Twitter

Link your Twitter Account to Market Wire News


When you linking your Twitter Account Market Wire News Trending Stocks news and your Portfolio Stocks News will automatically tweet from your Twitter account.


Be alerted of any news about your stocks and see what other stocks are trending.



home / news releases / EDR - Endeavor Group Holdings: Struggling To Gain Momentum


EDR - Endeavor Group Holdings: Struggling To Gain Momentum

Summary

  • Endeavor Group Holdings, Inc.'s best move may be to moderate its growth-by-acquisition pace and focus more on paying down its huge debt load.
  • The sale of its Endeavor Content business in early 2022 was the major reason for the decline in revenue, representing $334 million in revenue lost from that business.
  • Endeavor's new Sports Data and Technology segment could be a profitable one from the start.
  • If the economy does better than expected in 2023, Endeavor Group Holdings, Inc. is well-positioned for a good year.

Over the last year Endeavor Group Holdings, Inc. ( EDR ) has engaged in a juggling game with its business, divesting of its Endeavor Content business in January 2022 while acquiring OpenBet, which will be combined with IMG Arena to form a new segment called "Sports Data and Technology," which is expected to be profitable from its launch in January 2023.

Some of the numbers were down for EDR in the third quarter, but much of that was directly related to the divestiture of its Endeavor Content business.

The company, for the most part, has generated growth via acquisitions, but with its growing debt load in a high interest rate environment, along with the strength of the U.S. dollar, it appears to me it may have to moderate the pace of its acquisitions while further paying down its debt, which it seems the company is now doing.

For now, the company hasn't seen spend from its customer base coming down, but I think if the economy worsens in early 2023, resulting in an increase in layoffs or firings, that will result in consumers prioritizing spending, which would probably result in a decline in revenue at some of the venues.

In this article we'll look at some of the latest earnings numbers, performance by segment, and how 2023 will probably be a challenging one for EDR.

Some of the numbers

Revenue in the third quarter was $1.22 million, down $170 million or 12 percent year-over-year.

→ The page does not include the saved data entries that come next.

//! Windowing and aggregation of stored readings.
//!
//! Everything here is a pure function over in-memory samples; fetching
//! them is the job of `ingest`, classifying the result is the job of
//! `alert`.
//!
//! Submodules:
//! - `window`: turns a period token or explicit bounds into a `Window`.
//! - `aggregate`: reduces samples inside a window to `Statistics`.
//! - `series`: per-bucket statistics for charts.

pub mod aggregate;
pub mod series;
pub mod window;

The decline in revenue was heavily impacted by the divestiture of its Endeavor Content business, which represented $334 million in revenue. Not including that revenue loss, revenue would have been up 15 percent in the reporting period.

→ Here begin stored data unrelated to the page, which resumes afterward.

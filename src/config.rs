//! Service configuration.
//!
//! Threshold tables live in a TOML file loaded once at startup; everything
//! else comes from the environment (optionally via `.env`). Metric kinds the
//! file does not mention keep their built-in tables.
//!
//! ```toml
//! [aggregation]
//! include_estimated = false
//!
//! [[water_level]]
//! upper = 1.0
//! level = "low"
//!
//! [[water_level]]   # no `upper`: unbounded
//! level = "extreme"
//! ```

use chrono::Duration;
use serde::Deserialize;
use std::collections::HashMap;
use std::fmt;
use std::path::{Path, PathBuf};

use crate::alert::thresholds::{classify, Band, ThresholdError, ThresholdTable};
use crate::analysis::aggregate::AggregationPolicy;
use crate::logging::LogLevel;
use crate::model::{AnalysisError, MetricKind, RiskLevel};

pub const DEFAULT_STALE_MINUTES: i64 = 60;
pub const DEFAULT_BARANGAYS_PATH: &str = "./barangays.toml";

// ---------------------------------------------------------------------------
// Errors
// ---------------------------------------------------------------------------

#[derive(Debug, Clone, PartialEq)]
pub enum ConfigError {
    /// The configuration file could not be read.
    Io(String),
    /// The configuration file is not valid TOML for this schema.
    Parse(String),
    /// A threshold table in the file failed validation.
    Thresholds { metric: MetricKind, error: ThresholdError },
    /// A required environment variable is not set.
    MissingEnv(&'static str),
    /// An environment variable is set but unusable.
    InvalidEnv { name: &'static str, value: String },
}

impl fmt::Display for ConfigError {
    fn fmt(&self, f: &mut fmt::Formatter<'_>) -> fmt::Result {
        match self {
            ConfigError::Io(msg) => write!(f, "Config I/O error: {}", msg),
            ConfigError::Parse(msg) => write!(f, "Config parse error: {}", msg),
            ConfigError::Thresholds { metric, error } => {
                write!(f, "Invalid {} thresholds: {}", metric, error)
            }
            ConfigError::MissingEnv(name) => write!(f, "{} must be set", name),
            ConfigError::InvalidEnv { name, value } => {
                write!(f, "{} has invalid value '{}'", name, value)
            }
        }
    }
}

impl std::error::Error for ConfigError {}

// ---------------------------------------------------------------------------
// Threshold configuration
// ---------------------------------------------------------------------------

#[derive(Debug, Deserialize)]
struct RawBand {
    upper: Option<f64>,
    level: RiskLevel,
}

#[derive(Debug, Default, Deserialize)]
struct RawAggregation {
    #[serde(default)]
    include_estimated: bool,
}

#[derive(Debug, Default, Deserialize)]
#[serde(deny_unknown_fields)]
struct RawThresholdFile {
    #[serde(default)]
    aggregation: RawAggregation,
    water_level: Option<Vec<RawBand>>,
    rainfall: Option<Vec<RawBand>>,
    flow_velocity: Option<Vec<RawBand>>,
    temperature: Option<Vec<RawBand>>,
    risk_score: Option<Vec<RawBand>>,
}

impl RawThresholdFile {
    fn take(&mut self, kind: MetricKind) -> Option<Vec<RawBand>> {
        match kind {
            MetricKind::WaterLevel => self.water_level.take(),
            MetricKind::Rainfall => self.rainfall.take(),
            MetricKind::FlowVelocity => self.flow_velocity.take(),
            MetricKind::Temperature => self.temperature.take(),
            MetricKind::RiskScore => self.risk_score.take(),
        }
    }
}

/// Read-only classification configuration, shared by every request.
#[derive(Debug, Clone, PartialEq)]
pub struct ThresholdConfig {
    tables: HashMap<MetricKind, ThresholdTable>,
    pub policy: AggregationPolicy,
}

impl Default for ThresholdConfig {
    fn default() -> Self {
        let tables = MetricKind::ALL
            .into_iter()
            .filter_map(|kind| ThresholdTable::default_for(kind).map(|t| (kind, t)))
            .collect();
        ThresholdConfig {
            tables,
            policy: AggregationPolicy::default(),
        }
    }
}

impl ThresholdConfig {
    pub fn from_toml_str(text: &str) -> Result<Self, ConfigError> {
        let mut raw: RawThresholdFile =
            toml::from_str(text).map_err(|e| ConfigError::Parse(e.to_string()))?;

        let mut config = ThresholdConfig::default();
        config.policy.include_estimated = raw.aggregation.include_estimated;

        for kind in MetricKind::ALL {
            if let Some(raw_bands) = raw.take(kind) {
                let bands = raw_bands
                    .into_iter()
                    .map(|b| Band { upper: b.upper.unwrap_or(f64::INFINITY), level: b.level })
                    .collect();
                let table = ThresholdTable::new(bands)
                    .map_err(|error| ConfigError::Thresholds { metric: kind, error })?;
                config.tables.insert(kind, table);
            }
        }
        Ok(config)
    }

    pub fn load(path: impl AsRef<Path>) -> Result<Self, ConfigError> {
        let path = path.as_ref();
        let text = std::fs::read_to_string(path)
            .map_err(|e| ConfigError::Io(format!("{}: {}", path.display(), e)))?;
        Self::from_toml_str(&text)
    }

    pub fn table_for(&self, kind: MetricKind) -> Option<&ThresholdTable> {
        self.tables.get(&kind)
    }

    /// Classifies `metric` with the table configured for `kind`.
    pub fn classify(&self, kind: MetricKind, metric: f64) -> Result<RiskLevel, AnalysisError> {
        let table = self.table_for(kind).ok_or(AnalysisError::NoThresholds(kind))?;
        classify(metric, table)
    }
}

// ---------------------------------------------------------------------------
// Environment configuration
// ---------------------------------------------------------------------------

/// Runtime settings read from the environment.
#[derive(Debug, Clone, PartialEq)]
pub struct ServiceConfig {
    pub database_url: Option<String>,
    pub api_base: Option<String>,
    pub thresholds_path: Option<PathBuf>,
    pub barangays_path: PathBuf,
    pub log_file: Option<PathBuf>,
    pub log_level: LogLevel,
    pub stale_after: Duration,
}

impl ServiceConfig {
    /// Loads `.env` if present, then reads the process environment.
    pub fn from_env() -> Result<Self, ConfigError> {
        dotenv::dotenv().ok();
        Self::from_lookup(|name| std::env::var(name).ok())
    }

    /// Builds the config from any variable lookup; `from_env` passes the
    /// process environment, tests pass a map.
    pub fn from_lookup<F>(lookup: F) -> Result<Self, ConfigError>
    where
        F: Fn(&str) -> Option<String>,
    {
        let non_empty = |name: &str| lookup(name).filter(|v| !v.trim().is_empty());

        let database_url = non_empty("DATABASE_URL");
        let api_base = non_empty("FLOOD_API_BASE");
        if database_url.is_none() && api_base.is_none() {
            return Err(ConfigError::MissingEnv("DATABASE_URL"));
        }

        let log_level = match non_empty("FLOOD_LOG_LEVEL") {
            Some(v) => v.parse::<LogLevel>().map_err(|_| ConfigError::InvalidEnv {
                name: "FLOOD_LOG_LEVEL",
                value: v.clone(),
            })?,
            None => LogLevel::Info,
        };

        let stale_minutes = match non_empty("FLOOD_STALE_MINUTES") {
            Some(v) => match v.trim().parse::<i64>() {
                Ok(m) if m > 0 => m,
                _ => {
                    return Err(ConfigError::InvalidEnv {
                        name: "FLOOD_STALE_MINUTES",
                        value: v.clone(),
                    })
                }
            },
            None => DEFAULT_STALE_MINUTES,
        };

        Ok(ServiceConfig {
            database_url,
            api_base,
            thresholds_path: non_empty("FLOOD_THRESHOLDS").map(PathBuf::from),
            barangays_path: non_empty("FLOOD_BARANGAYS")
                .map(PathBuf::from)
                .unwrap_or_else(|| PathBuf::from(DEFAULT_BARANGAYS_PATH)),
            log_file: non_empty("FLOOD_LOG_FILE").map(PathBuf::from),
            log_level,
            stale_after: Duration::minutes(stale_minutes),
        })
    }

    /// Threshold tables from `FLOOD_THRESHOLDS`, or the built-in defaults.
    pub fn load_thresholds(&self) -> Result<ThresholdConfig, ConfigError> {
        match &self.thresholds_path {
            Some(path) => ThresholdConfig::load(path),
            None => Ok(ThresholdConfig::default()),
        }
    }

    /// Threshold tables alone. Needs neither `DATABASE_URL` nor
    /// `FLOOD_API_BASE`.
    pub fn thresholds_from_env() -> Result<ThresholdConfig, ConfigError> {
        dotenv::dotenv().ok();
        Self::thresholds_from_lookup(|name| std::env::var(name).ok())
    }

    pub fn thresholds_from_lookup<F>(lookup: F) -> Result<ThresholdConfig, ConfigError>
    where
        F: Fn(&str) -> Option<String>,
    {
        match lookup("FLOOD_THRESHOLDS").filter(|v| !v.trim().is_empty()) {
            Some(path) => ThresholdConfig::load(path),
            None => Ok(ThresholdConfig::default()),
        }
    }
}

// ---------------------------------------------------------------------------
// Tests
// ---------------------------------------------------------------------------

#[cfg(test)]
mod tests {
    use super::*;

    fn env(pairs: &[(&str, &str)]) -> impl Fn(&str) -> Option<String> {
        let map: HashMap<String, String> =
            pairs.iter().map(|(k, v)| (k.to_string(), v.to_string())).collect();
        move |name: &str| map.get(name).cloned()
    }

    // --- Threshold file -----------------------------------------------------

    #[test]
    fn test_empty_file_keeps_defaults() {
        let config = ThresholdConfig::from_toml_str("").unwrap();
        assert_eq!(config, ThresholdConfig::default());
        assert!(!config.policy.include_estimated);
    }

    #[test]
    fn test_file_overrides_one_kind() {
        let text = r#"
            [[water_level]]
            upper = 0.5
            level = "low"

            [[water_level]]
            level = "high"
        "#;
        let config = ThresholdConfig::from_toml_str(text).unwrap();
        assert_eq!(config.classify(MetricKind::WaterLevel, 0.7), Ok(RiskLevel::High));
        assert_eq!(
            config.table_for(MetricKind::Rainfall),
            ThresholdTable::default_for(MetricKind::Rainfall).as_ref()
        );
    }

    #[test]
    fn test_file_can_add_a_temperature_table() {
        let text = r#"
            [[temperature]]
            upper = 35.0
            level = "low"

            [[temperature]]
            level = "moderate"
        "#;
        let config = ThresholdConfig::from_toml_str(text).unwrap();
        assert_eq!(config.classify(MetricKind::Temperature, 36.0), Ok(RiskLevel::Moderate));
    }

    #[test]
    fn test_aggregation_section_sets_policy() {
        let config = ThresholdConfig::from_toml_str("[aggregation]\ninclude_estimated = true\n").unwrap();
        assert!(config.policy.include_estimated);
    }

    #[test]
    fn test_invalid_table_names_the_metric() {
        let text = r#"
            [[rainfall]]
            upper = 10.0
            level = "low"
        "#;
        let result = ThresholdConfig::from_toml_str(text);
        assert_eq!(
            result,
            Err(ConfigError::Thresholds {
                metric: MetricKind::Rainfall,
                error: ThresholdError::LastBandBounded(10.0),
            })
        );
    }

    #[test]
    fn test_unknown_level_is_a_parse_error() {
        let text = "[[rainfall]]\nlevel = \"severe\"\n";
        assert!(matches!(ThresholdConfig::from_toml_str(text), Err(ConfigError::Parse(_))));
    }

    #[test]
    fn test_unknown_section_is_a_parse_error() {
        let text = "[[humidity]]\nlevel = \"low\"\n";
        assert!(matches!(ThresholdConfig::from_toml_str(text), Err(ConfigError::Parse(_))));
    }

    #[test]
    fn test_temperature_has_no_default_table() {
        let config = ThresholdConfig::default();
        assert_eq!(
            config.classify(MetricKind::Temperature, 30.0),
            Err(AnalysisError::NoThresholds(MetricKind::Temperature))
        );
    }

    #[test]
    fn test_missing_file_is_an_io_error() {
        let result = ThresholdConfig::load("./does-not-exist.toml");
        assert!(matches!(result, Err(ConfigError::Io(_))));
    }

    // --- Environment ----------------------------------------------------------

    #[test]
    fn test_env_requires_a_store() {
        assert_eq!(
            ServiceConfig::from_lookup(env(&[])),
            Err(ConfigError::MissingEnv("DATABASE_URL"))
        );
    }

    #[test]
    fn test_env_defaults() {
        let config =
            ServiceConfig::from_lookup(env(&[("DATABASE_URL", "postgres://localhost/flood")])).unwrap();
        assert_eq!(config.log_level, LogLevel::Info);
        assert_eq!(config.stale_after, Duration::minutes(DEFAULT_STALE_MINUTES));
        assert_eq!(config.thresholds_path, None);
        assert_eq!(config.barangays_path, PathBuf::from(DEFAULT_BARANGAYS_PATH));
        assert_eq!(config.api_base, None);
    }

    #[test]
    fn test_env_reads_every_variable() {
        let config = ServiceConfig::from_lookup(env(&[
            ("FLOOD_API_BASE", "http://localhost:5000"),
            ("FLOOD_THRESHOLDS", "thresholds.toml"),
            ("FLOOD_LOG_FILE", "flood.log"),
            ("FLOOD_LOG_LEVEL", "debug"),
            ("FLOOD_STALE_MINUTES", "15"),
        ]))
        .unwrap();
        assert_eq!(config.database_url, None);
        assert_eq!(config.api_base.as_deref(), Some("http://localhost:5000"));
        assert_eq!(config.thresholds_path, Some(PathBuf::from("thresholds.toml")));
        assert_eq!(config.log_level, LogLevel::Debug);
        assert_eq!(config.stale_after, Duration::minutes(15));
    }

    #[test]
    fn test_env_rejects_bad_stale_minutes() {
        for bad in ["0", "-5", "soon"] {
            let result = ServiceConfig::from_lookup(env(&[
                ("DATABASE_URL", "postgres://localhost/flood"),
                ("FLOOD_STALE_MINUTES", bad),
            ]));
            assert!(
                matches!(result, Err(ConfigError::InvalidEnv { name: "FLOOD_STALE_MINUTES", .. })),
                "{} should be rejected",
                bad
            );
        }
    }

    #[test]
    fn test_thresholds_load_without_a_store() {
        let config = ServiceConfig::thresholds_from_lookup(env(&[])).unwrap();
        assert_eq!(config, ThresholdConfig::default());

        let config =
            ServiceConfig::thresholds_from_lookup(env(&[("FLOOD_THRESHOLDS", "./thresholds.toml")]))
                .unwrap();
        assert_eq!(config.classify(MetricKind::WaterLevel, 2.0), Ok(RiskLevel::High));
    }

    #[test]
    fn test_thresholds_from_missing_file_is_an_io_error() {
        let result =
            ServiceConfig::thresholds_from_lookup(env(&[("FLOOD_THRESHOLDS", "./does-not-exist.toml")]));
        assert!(matches!(result, Err(ConfigError::Io(_))));
    }

    #[test]
    fn test_blank_variables_count_as_unset() {
        let result = ServiceConfig::from_lookup(env(&[("DATABASE_URL", "  ")]));
        assert_eq!(result, Err(ConfigError::MissingEnv("DATABASE_URL")));
    }
}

Revenue in the first nine months of 2022 was $4.01 billion, compared to revenue of $3.6 billion in the first nine months of 2021.

Net loss in the reporting period was $(12.5) million, or negative $(0.04) per share, compared to net income of $63.6 million or $0.16 per share in the third quarter of 2021. The primary catalyst for the loss came from $85 million in losses from its affiliates, with the majority of that coming from its minority investment in Learfield.

Adjusted EBITDA in the third quarter was $303.1 million, up $19.8 million or seven percent from the third quarter of 2021. Its Endeavor Content business added another $26.5 million in adjusted EBITDA last year. The reason that's important on the revenue and adjusted EBITDA side of things is, while it makes the comps less attractive this quarter, going forward the comps will improve on a quarterly basis because of the sale of the business occurring in January 2022.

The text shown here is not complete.